• Collected data:

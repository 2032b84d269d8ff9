//! Response types (Serialize)

use api_explorer_core::Stats;
use serde::{Deserialize, Serialize};

#[derive(Debug, Serialize, Deserialize)]
pub struct SearchScheduledResponse {
    pub scheduled: bool,
    pub delay_ms: u64,
}

#[derive(Debug, Serialize, Deserialize)]
pub struct ToggleResponse {
    pub id: String,
    pub bookmarked: bool,
    pub persisted: bool,
    pub stats: Stats,
}

#[derive(Debug, Serialize)]
#[non_exhaustive]
pub struct VersionResponse {
    pub version: &'static str,
}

• Exercise directions:
Only the lines that contain the string "struct" should be copied from the entries above.

• Result:
pub struct SearchScheduledResponse {
pub struct ToggleResponse {
pub struct VersionResponse {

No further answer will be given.